About a week ago, a pickup truck in a city in Ontario, Canada drove up onto the sidewalk and hit a family of five who were going for their evening walk. The family was targeted because they were Muslim, and of the five only the youngest son survived. Grief has poured out across the country, with many people shaken by another stark reminder of the divisions and hatred that persist in our world.
Stay Alive by Mustafa
As the evening wore on, I was reflecting on the many injustices that people who practice the Islamic Faith have to face in many countries around the world, and for some reason I unconsciously opened up YouTube and began listening to a song I’ve probably already heard a hundred times since it was released over a year ago. Stay Alive by Mustafa.
Mustafa the Poet grew up in Toronto, only a couple hours away from where tragedy struck last week. He gained some attention while still in school for his poetry, which addressed social issues with maturity beyond his age, and has steadily provided a strong sense of identity for many young Muslims growing up in Canada.
Last March he released the song Stay Alive, which somehow ended up in my recommended videos, and I was instantly hooked. The delicate strength of his voice, the healing message of his lyrics, the thought-provoking juxtaposition of common images such as youth pointing finger guns at the camera, with the unexpected gentle plucking of guitar all point to an Artist who is here to stay.
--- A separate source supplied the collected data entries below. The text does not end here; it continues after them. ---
use chrono::{Duration, Utc};
use deltafi_domain::{ActionState, ActionType, Content, DeltaFile, DeltaFileFlowState, DeltaFileStage, DomainError,
                     Segment};
use indexmap::IndexMap;
use uuid::Uuid;

fn ingress(did: Uuid) -> DeltaFile {
  let content = Content::new("in.txt", "text/plain", vec![Segment::new(Uuid::new_v4(), 0, 42, did)]);
  let mut meta = IndexMap::new();
  meta.insert("source".to_string(), "test".to_string());
  DeltaFile::ingress(did, "in.txt", "simple", meta, vec![content], Utc::now())
}

#[test]
fn queued_action_makes_delta_file_in_flight() {
  let did = Uuid::new_v4();
  let mut df = ingress(did);
  assert_eq!(df.stage, DeltaFileStage::Ingress);
  assert_eq!(df.ingress_bytes, 42);

  let now = Utc::now();
  let action = df.flows[0].queue_action("Transform", ActionType::Transform, "org.deltafi.Transform", false, now);
  assert_eq!(action.state, ActionState::Queued);
  assert_eq!(action.attempt, 1);
  df.update_state(now);
  assert_eq!(df.stage, DeltaFileStage::InFlight);
  assert_eq!(df.active_actions().len(), 1);
}

#[test]
fn stale_attempt_is_unexpected() {
  let did = Uuid::new_v4();
  let mut df = ingress(did);
  let now = Utc::now();
  df.flows[0].queue_action("Transform", ActionType::Transform, "org.deltafi.Transform", false, now);
  let flow_id = df.flows[0].id;

  assert!(df.pending_action_mut("simple", flow_id, "Transform", 1).is_ok());
  match df.pending_action_mut("simple", flow_id, "Transform", 2) {
    Err(DomainError::UnexpectedAction { did: d, action, .. }) => {
      assert_eq!(d, did);
      assert_eq!(action, "Transform");
    }
    other => panic!("expected UnexpectedAction, got {:?}", other),
  }
  assert!(df.pending_action_mut("simple", Uuid::new_v4(), "Transform", 1).is_err());
}

#[test]
fn error_then_resume_increments_attempt() {
  let did = Uuid::new_v4();
  let mut df = ingress(did);
  let now = Utc::now();
  df.flows[0].queue_action("Transform", ActionType::Transform, "org.deltafi.Transform", false, now);
  let flow_id = df.flows[0].id;
  df.pending_action_mut("simple", flow_id, "Transform", 1)
    .expect("pending")
    .error(None, None, "bad format", "", now);
  df.flows[0].update_state(now);
  df.update_state(now);
  assert_eq!(df.stage, DeltaFileStage::Error);
  assert!(df.terminal_at.is_some());

  let resumed = df.resume_errors(now);
  assert_eq!(resumed.len(), 1);
  assert_eq!(resumed[0].1, "Transform");
  assert_eq!(df.flows[0].actions[0].state, ActionState::Retried);
  assert_eq!(df.stage, DeltaFileStage::InFlight);
  assert!(df.terminal_at.is_none());

  let retry = df.flows[0].queue_action("Transform", ActionType::Transform, "org.deltafi.Transform", false, now);
  assert_eq!(retry.attempt, 2);
}

#[test]
fn cumulative_metadata_honors_deletes() {
  let did = Uuid::new_v4();
  let mut df = ingress(did);
  let now = Utc::now();
  let flow = &mut df.flows[0];
  let action = flow.queue_action("Transform", ActionType::Transform, "org.deltafi.Transform", false, now);
  let mut produced = IndexMap::new();
  produced.insert("k".to_string(), "v".to_string());
  action.complete(None, None, vec![], produced, vec!["source".to_string()], now);

  let meta = flow.metadata();
  assert_eq!(meta.get("k").map(String::as_str), Some("v"));
  assert!(!meta.contains_key("source"));
  // la última acción completa no produjo contenido
  assert!(flow.last_content().is_empty());
}

#[test]
fn cancel_only_applies_to_active_delta_files() {
  let did = Uuid::new_v4();
  let mut df = ingress(did);
  let now = Utc::now();
  df.flows[0].queue_action("Transform", ActionType::Transform, "org.deltafi.Transform", false, now);
  df.update_state(now);

  assert!(df.cancel(now));
  assert_eq!(df.stage, DeltaFileStage::Cancelled);
  assert_eq!(df.flows[0].state, DeltaFileFlowState::Cancelled);
  assert_eq!(df.flows[0].actions[0].state, ActionState::Cancelled);
  assert!(!df.cancel(now + Duration::seconds(1)), "second cancel is refused");
}

#[test]
fn split_child_continues_after_split_action() {
  let did = Uuid::new_v4();
  let mut parent = ingress(did);
  let now = Utc::now();
  parent.flows[0].queue_action("Split", ActionType::Transform, "org.deltafi.Split", false, now).split(None, None, now);
  parent.flows[0].update_state(now);

  let content = vec![Content::new("part-1", "text/plain", vec![Segment::new(Uuid::new_v4(), 0, 5, did)])];
  let split_id = parent.flows[0].actions[0].id;
  let child_did = DeltaFile::split_child_did(did, parent.flows[0].id, split_id, 0);
  let child = DeltaFile::split_child(&parent, child_did, 0, "part-1", content, IndexMap::new(), now).expect("child");
  assert_eq!(child.did, child_did);
  assert_ne!(child.did, parent.did);
  assert_eq!(child.parent_dids, vec![did]);
  assert_eq!(child.source_info, parent.source_info);
  assert_eq!(child.flows[0].last_settled_action_name(), Some("Split"));
  assert_eq!(child.flows[0].actions[0].state, ActionState::Inherited);
  assert_eq!(child.flows[0].state, DeltaFileFlowState::InFlight);
  assert_eq!(child.flows[0].last_content()[0].name, "part-1");
  assert_eq!(child.flows[0].metadata().get("source").map(String::as_str), Some("test"));
}

#[test]
fn content_deleted_mark_is_idempotent() {
  let mut df = ingress(Uuid::new_v4());
  let now = Utc::now();
  assert!(df.mark_content_deleted("policy", now));
  assert!(!df.mark_content_deleted("other", now + Duration::seconds(5)));
  assert_eq!(df.content_deleted_reason.as_deref(), Some("policy"));
  assert_eq!(df.content_deleted, Some(now));
}

#[test]
fn split_child_dids_are_stable_per_index() {
  let parent = Uuid::new_v4();
  let (flow_id, action_id) = (Uuid::new_v4(), Uuid::new_v4());
  let first = DeltaFile::split_child_did(parent, flow_id, action_id, 0);
  assert_eq!(first, DeltaFile::split_child_did(parent, flow_id, action_id, 0));
  assert_ne!(first, DeltaFile::split_child_did(parent, flow_id, action_id, 1));
  assert_ne!(first, DeltaFile::split_child_did(parent, flow_id, Uuid::new_v4(), 0));
  assert_ne!(first, DeltaFile::split_child_did(Uuid::new_v4(), flow_id, action_id, 0));
}

fn errored(did: Uuid, now: chrono::DateTime<Utc>) -> DeltaFile {
  let mut df = ingress(did);
  df.flows[0].queue_action("Transform", ActionType::Transform, "org.deltafi.Transform", false, now);
  let flow_id = df.flows[0].id;
  df.pending_action_mut("simple", flow_id, "Transform", 1)
    .expect("pending")
    .error(None, None, "bad format", "", now);
  df.flows[0].update_state(now);
  df.update_state(now);
  df
}

#[test]
fn errored_delta_file_is_not_cancellable() {
  let now = Utc::now();
  let mut df = errored(Uuid::new_v4(), now);
  assert_eq!(df.stage, DeltaFileStage::Error);
  assert!(!df.can_be_cancelled());
  assert!(!df.cancel(now));
  assert_eq!(df.stage, DeltaFileStage::Error);
  assert_eq!(df.flows[0].actions[0].state, ActionState::Error);
}

#[test]
fn acknowledged_error_stays_in_error_until_resumed() {
  let now = Utc::now();
  let mut df = errored(Uuid::new_v4(), now);
  assert!(df.has_unacknowledged_errors());
  assert!(df.acknowledge_errors("known bad input", now));
  assert_eq!(df.stage, DeltaFileStage::Error);
  assert!(!df.has_unacknowledged_errors());
  assert_eq!(df.error_acknowledged_reason.as_deref(), Some("known bad input"));

  df.resume_errors(now + Duration::seconds(1));
  assert_eq!(df.stage, DeltaFileStage::InFlight);
  assert!(df.error_acknowledged.is_none());
  assert!(df.error_acknowledged_reason.is_none());
  assert!(!df.acknowledge_errors("too late", now), "only errored delta files can be acknowledged");
}

#[test]
fn oldest_active_modified_ignores_settled_actions() {
  let now = Utc::now();
  let mut df = ingress(Uuid::new_v4());
  assert!(df.oldest_active_modified().is_none());
  let old = now - Duration::minutes(10);
  df.flows[0].queue_action("Transform", ActionType::Transform, "org.deltafi.Transform", false, old);
  let second = df.add_flow("other", Default::default(), 1, now);
  df.flows[second].queue_action("Egress", ActionType::Egress, "org.deltafi.Egress", false, now);
  assert_eq!(df.oldest_active_modified(), Some(old));

  let flow_id = df.flows[0].id;
  df.pending_action_mut("simple", flow_id, "Transform", 1)
    .expect("pending")
    .complete(None, None, vec![], IndexMap::new(), vec![], now);
  df.flows[0].update_state(now);
  assert_eq!(df.oldest_active_modified(), Some(now));
}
Mustafa’s debut album When Smoke Rises
You can immediately tell that he’s not here for his 15 minutes of fame. He’s here to say something, to ask questions, to create beauty, and to contribute to the healing of his community. I’d been waiting to hear more from him for a whole year, when he finally released his debut album When Smoke Rises, and it did not disappoint.
His style is unique and uncompromising, it completely avoids any gimmicks that so many artists use to sell a few more records. Of the many great songs on his album, The Hearse has stayed with me the most. The production is clean and quite simple, it gets rid of all the distraction and leaves room for his words to really take hold in your thoughts. So much so that you’ll find yourself listening to it again and again, weeks and months later, hoping to further understand the layers to his poetry.
I’ve continued to listen to his songs throughout the week, and I can’t help but feel his words come to mind every time I think of the injustices that are continuously being borne by many people around the world. All of these tribes, and all of these streetsigns. None of them will be yours or mine. But I’ll be your Empire. Just stay alive, stay alive, stay alive.